中高生の頃は、こういったはやりのポップスやビートルズ、ボブ・ディランなどの洋楽が好きで、ロック歌手などを夢見ていました。大人になってライブ活動などをするようになると、「もっと声をつぶした方がいいんじゃない?」と言われたりすることも多く、声に個性がないというのがコンプレックスでした。
子どもたちに美しい日本語を届けたい
転機は、NHK Eテレの「フックブックロー」で平積傑作・通称けっさくくんの役をもらったことです。子どもたちはもちろん、一緒に見ているいろいろな年代の人たちの心に届くような歌が選曲されていたんです。そして、番組の原作者であり偉大な作詞家である故・山川啓介先生に「君はすてきなものを持っているね」と声をほめられたんです!
それからですね、「このままでいいんだ。これでいいんだ」と自分の声に自信が持てるようになったのは。また、この番組がきっかけで、子どもたちに歌を届けるという喜びに目覚め、自分の方向性が定まりました。山川先生、それから作曲家の服部隆之先生に出会うことができたのは、僕の人生にとって本当に大きなことでした。「子どもたちにこそ、美しい日本語を届けないとね」と言われ、歌詞やメロディーのよさはもちろん、発音にも気をつかっています。
歌い継がれてきた名曲に思いを込めて
歌選びも、オリジナル曲を出すことにこだわらず、小さなお子さんからお年寄りまでみんなで一緒に歌えるような、歌い継がれてきた名曲を自分の声で届けたいと思うようになりました。そんな思いの中から生まれた企画が、先月リリースした「Suteki Song Shop」というCDです。
僕はすてきな歌がそろっているお店の店長さんという設定。年4回のペースでリリースする予定ですが、今回は「あしたははれる」を筆頭に、童謡、懐メロ、キッズソングなどいろいろなジャンルの曲を選曲しています。
「あしたははれる」は、うたのおにいさんとして活躍されるだけでなく、数々の名曲を生み出した坂田おさむさんの歌です。
歌詞が心にスーッと入ってきて、いつまでも余韻が残りますよね。
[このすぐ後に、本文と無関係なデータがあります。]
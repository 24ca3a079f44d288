//! Cleanup system: despawns resolved projectiles and retires dead hostiles
//! from the collision registry.

use hecs::{Entity, World};

use crate::resolver::CombatResolver;

/// Dead hostiles stay in the world, frozen, but stop being hit candidates.
pub fn run(
    world: &mut World,
    resolver: &mut CombatResolver,
    dead_hostiles: &[Entity],
    despawn_buffer: &mut Vec<Entity>,
) {
    for &entity in dead_hostiles {
        resolver.unregister_hostile(entity);
    }

    for entity in despawn_buffer.drain(..) {
        let _ = world.despawn(entity);
    }
}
「フックブックロー」のオープニング曲「青空しんこきゅう」は、山川先生の作詞、服部先生の作曲で、僕にとってとても大切な歌。「走っても、歩いても地球のスピードは同じです。焦っても、のんびりでも明日はちゃんと来るんです……」って歌詞も心にしみます。これはお子さんだけでなく、毎日頑張っている大人の人にも聴いてもらいたい名曲です。
子どもたちには、自然に体が動く楽しい歌を
子どもたちに向けて歌を歌っていて思うのは、心をつかむのに「インパクト」は大事、ということです。僕は憧れのボブ・ディランをまねしてこのヘアスタイルにしていたのですが、これが子どもにウケたんですね(笑い)。また、大きな声で歌うことで、子どもたちも一緒に歌いやすくなるようです。
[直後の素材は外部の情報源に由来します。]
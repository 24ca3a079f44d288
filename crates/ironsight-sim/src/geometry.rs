//! Static collision geometry and ray intersection tests.
//!
//! `StaticGeometry` is the in-crate [`WorldGeometry`] used by level setup:
//! a flat list of axis-aligned boxes and spheres, enumerated in insertion
//! order. The free functions are also used by the resolver to test hostile
//! bounding spheres.

use glam::Vec3;

use ironsight_core::types::{CollidableHandle, Ray, RayHit};

use crate::backend::WorldGeometry;

/// A collidable primitive.
#[derive(Debug, Clone, Copy, PartialEq)]
pub enum Shape {
    Aabb { min: Vec3, max: Vec3 },
    Sphere { center: Vec3, radius: f32 },
}

/// Static world geometry. Handles are assigned sequentially and double as
/// indices, so the enumeration order is the insertion order.
#[derive(Debug, Default)]
pub struct StaticGeometry {
    shapes: Vec<Shape>,
}

impl StaticGeometry {
    pub fn new() -> Self {
        Self::default()
    }

    /// Add an axis-aligned box.
    pub fn add_box(&mut self, center: Vec3, half_extents: Vec3) -> CollidableHandle {
        self.push(Shape::Aabb {
            min: center - half_extents,
            max: center + half_extents,
        })
    }

    pub fn add_sphere(&mut self, center: Vec3, radius: f32) -> CollidableHandle {
        self.push(Shape::Sphere { center, radius })
    }

    pub fn shape(&self, handle: CollidableHandle) -> Option<&Shape> {
        self.shapes.get(handle.0 as usize)
    }

    pub fn len(&self) -> usize {
        self.shapes.len()
    }

    pub fn is_empty(&self) -> bool {
        self.shapes.is_empty()
    }

    /// Remove all geometry. Previously issued handles become invalid.
    pub fn clear(&mut self) {
        self.shapes.clear();
    }

    fn push(&mut self, shape: Shape) -> CollidableHandle {
        let handle = CollidableHandle(self.shapes.len() as u32);
        self.shapes.push(shape);
        handle
    }
}

impl WorldGeometry for StaticGeometry {
    fn list_collidables(&self) -> Vec<CollidableHandle> {
        (0..self.shapes.len() as u32).map(CollidableHandle).collect()
    }

    fn intersect_ray(
        &self,
        ray: &Ray,
        max_distance: f32,
        handle: CollidableHandle,
    ) -> Option<RayHit> {
        match *self.shape(handle)? {
            Shape::Aabb { min, max } => ray_aabb(ray, max_distance, min, max),
            Shape::Sphere { center, radius } => ray_sphere(ray, max_distance, center, radius),
        }
    }
}

/// Slab test. A ray starting inside the box reports the exit face.
pub fn ray_aabb(ray: &Ray, max_distance: f32, min: Vec3, max: Vec3) -> Option<RayHit> {
    let origin = ray.origin.to_array();
    let dir = ray.direction.get().to_array();
    let lo = min.to_array();
    let hi = max.to_array();

    let mut t_enter = f32::NEG_INFINITY;
    let mut enter_normal = Vec3::ZERO;
    let mut t_exit = f32::INFINITY;
    let mut exit_normal = Vec3::ZERO;

    for axis in 0..3 {
        if dir[axis].abs() < f32::EPSILON {
            // Parallel to this slab: must already be inside it.
            if origin[axis] < lo[axis] || origin[axis] > hi[axis] {
                return None;
            }
            continue;
        }

        let inv = 1.0 / dir[axis];
        let mut near = (lo[axis] - origin[axis]) * inv;
        let mut far = (hi[axis] - origin[axis]) * inv;
        let mut axis_normal = Vec3::ZERO;
        axis_normal[axis] = 1.0;
        // Entering through the low face means the outward normal points down the axis.
        let (mut near_normal, mut far_normal) = (-axis_normal, axis_normal);
        if near > far {
            std::mem::swap(&mut near, &mut far);
            std::mem::swap(&mut near_normal, &mut far_normal);
        }

        if near > t_enter {
            t_enter = near;
            enter_normal = near_normal;
        }
        if far < t_exit {
            t_exit = far;
            exit_normal = far_normal;
        }
        if t_enter > t_exit {
            return None;
        }
    }

    if t_exit < 0.0 {
        return None;
    }
    let (distance, normal) = if t_enter >= 0.0 {
        (t_enter, enter_normal)
    } else {
        (t_exit, exit_normal)
    };
    if distance > max_distance {
        return None;
    }

    Some(RayHit {
        distance,
        point: ray.at(distance),
        normal,
    })
}

/// Ray/sphere intersection. A ray starting inside reports the exit point.
pub fn ray_sphere(ray: &Ray, max_distance: f32, center: Vec3, radius: f32) -> Option<RayHit> {
    let dir = ray.direction.get();
    let oc = ray.origin - center;
    let b = oc.dot(dir);
    let c = oc.length_squared() - radius * radius;
    let disc = b * b - c;
    if disc < 0.0 {
        return None;
    }

    let root = disc.sqrt();
    let near = -b - root;
    let far = -b + root;
    let distance = if near >= 0.0 {
        near
    } else if far >= 0.0 {
        far
    } else {
        return None;
    };
    if distance > max_distance {
        return None;
    }

    let point = ray.at(distance);
    let normal = (point - center).try_normalize().unwrap_or(-dir);
    Some(RayHit {
        distance,
        point,
        normal,
    })
}

#[cfg(test)]
mod tests {
    use super::*;
    use ironsight_core::types::Direction;

    fn ray(origin: Vec3, dir: Vec3) -> Ray {
        Ray::new(origin, Direction::new(dir).unwrap())
    }

    #[test]
    fn test_aabb_front_face() {
        let hit = ray_aabb(
            &ray(Vec3::new(0.0, 0.0, -5.0), Vec3::Z),
            100.0,
            Vec3::splat(-1.0),
            Vec3::splat(1.0),
        )
        .expect("ray along +Z should hit the box");

        assert!((hit.distance - 4.0).abs() < 1e-5);
        assert!((hit.point.z + 1.0).abs() < 1e-5);
        assert_eq!(hit.normal, Vec3::NEG_Z);
    }

    #[test]
    fn test_aabb_miss_and_range() {
        let min = Vec3::splat(-1.0);
        let max = Vec3::splat(1.0);
        // Offset sideways: parallel slab rejects.
        assert!(ray_aabb(&ray(Vec3::new(3.0, 0.0, -5.0), Vec3::Z), 100.0, min, max).is_none());
        // Pointing away.
        assert!(ray_aabb(&ray(Vec3::new(0.0, 0.0, -5.0), Vec3::NEG_Z), 100.0, min, max).is_none());
        // Beyond max distance.
        assert!(ray_aabb(&ray(Vec3::new(0.0, 0.0, -5.0), Vec3::Z), 3.9, min, max).is_none());
    }

    #[test]
    fn test_aabb_diagonal_hits_nearest_face() {
        let hit = ray_aabb(
            &ray(Vec3::new(-5.0, 0.5, 0.0), Vec3::new(1.0, -0.1, 0.0)),
            100.0,
            Vec3::splat(-1.0),
            Vec3::splat(1.0),
        )
        .unwrap();
        assert_eq!(hit.normal, Vec3::NEG_X);
        assert!((hit.point.x + 1.0).abs() < 1e-4);
    }

    #[test]
    fn test_aabb_from_inside_reports_exit() {
        let hit = ray_aabb(&ray(Vec3::ZERO, Vec3::Y), 100.0, Vec3::splat(-2.0), Vec3::splat(2.0))
            .unwrap();
        assert!((hit.distance - 2.0).abs() < 1e-5);
        assert_eq!(hit.normal, Vec3::Y);
    }

    #[test]
    fn test_sphere_hit_normal_points_outward() {
        let hit = ray_sphere(&ray(Vec3::new(0.0, 0.0, -10.0), Vec3::Z), 100.0, Vec3::ZERO, 1.0)
            .unwrap();
        assert!((hit.distance - 9.0).abs() < 1e-5);
        assert!((hit.normal - Vec3::NEG_Z).length() < 1e-5);
    }

    #[test]
    fn test_sphere_miss() {
        assert!(
            ray_sphere(&ray(Vec3::new(0.0, 2.0, -10.0), Vec3::Z), 100.0, Vec3::ZERO, 1.0).is_none()
        );
        assert!(
            ray_sphere(&ray(Vec3::new(0.0, 0.0, -10.0), Vec3::Z), 8.5, Vec3::ZERO, 1.0).is_none()
        );
    }

    #[test]
    fn test_static_geometry_enumerates_in_insertion_order() {
        let mut geometry = StaticGeometry::new();
        let a = geometry.add_box(Vec3::ZERO, Vec3::ONE);
        let b = geometry.add_sphere(Vec3::new(0.0, 0.0, 5.0), 1.0);
        assert_eq!(geometry.list_collidables(), vec![a, b]);

        let hit = geometry
            .intersect_ray(&ray(Vec3::new(0.0, 0.0, 10.0), Vec3::NEG_Z), 100.0, b)
            .unwrap();
        assert!((hit.distance - 4.0).abs() < 1e-5);
        assert!(geometry
            .intersect_ray(&ray(Vec3::ZERO, Vec3::Z), 100.0, CollidableHandle(99))
            .is_none());
    }
}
そして手拍子を打ったり、隣の人と手をつないだり、タッチしたり、手遊びを入れたり。わーっと手を振る、イエーイと手を上げる、歌に合わせて体を動かすなど身ぶり手ぶりをすると子どももどんどんノリがよくなります。「バスにのって」「しゅりけんにんじゃ」はライブでお子さんたちのノリがものすごくいい曲なので、今回のCDにも収録しています。
楽しみ方はいろいろ子どもの個性を尊重する
おうちで歌を聴くときも、お子さんと一緒に歌ったり、身ぶり手ぶりをしたりして、歌を全身で楽しんでもらえたらうれしいですね。とはいえ、「歌を楽しむこと」を強制しないでくださいね。まずはお母さん、お父さんたちが楽しんでいる姿を見せることが大事。
僕もいつも本気で楽しく歌っているんです。じゃないと子どもにはすぐに見抜かれてしまいます。また、すぐに一緒に歌ったりはしゃいだりする子どももいれば、じーっと聴いたり観察したりして自分の内面で静かに楽しんでいる子どももいます。いろいろな性格があるように、感情表現も本当にさまざまです。「うちの子、ノリが悪い」「音楽が好きじゃないみたい」なんて決めつけたりせず、その子なりの楽しみ方を尊重してあげてくださいね。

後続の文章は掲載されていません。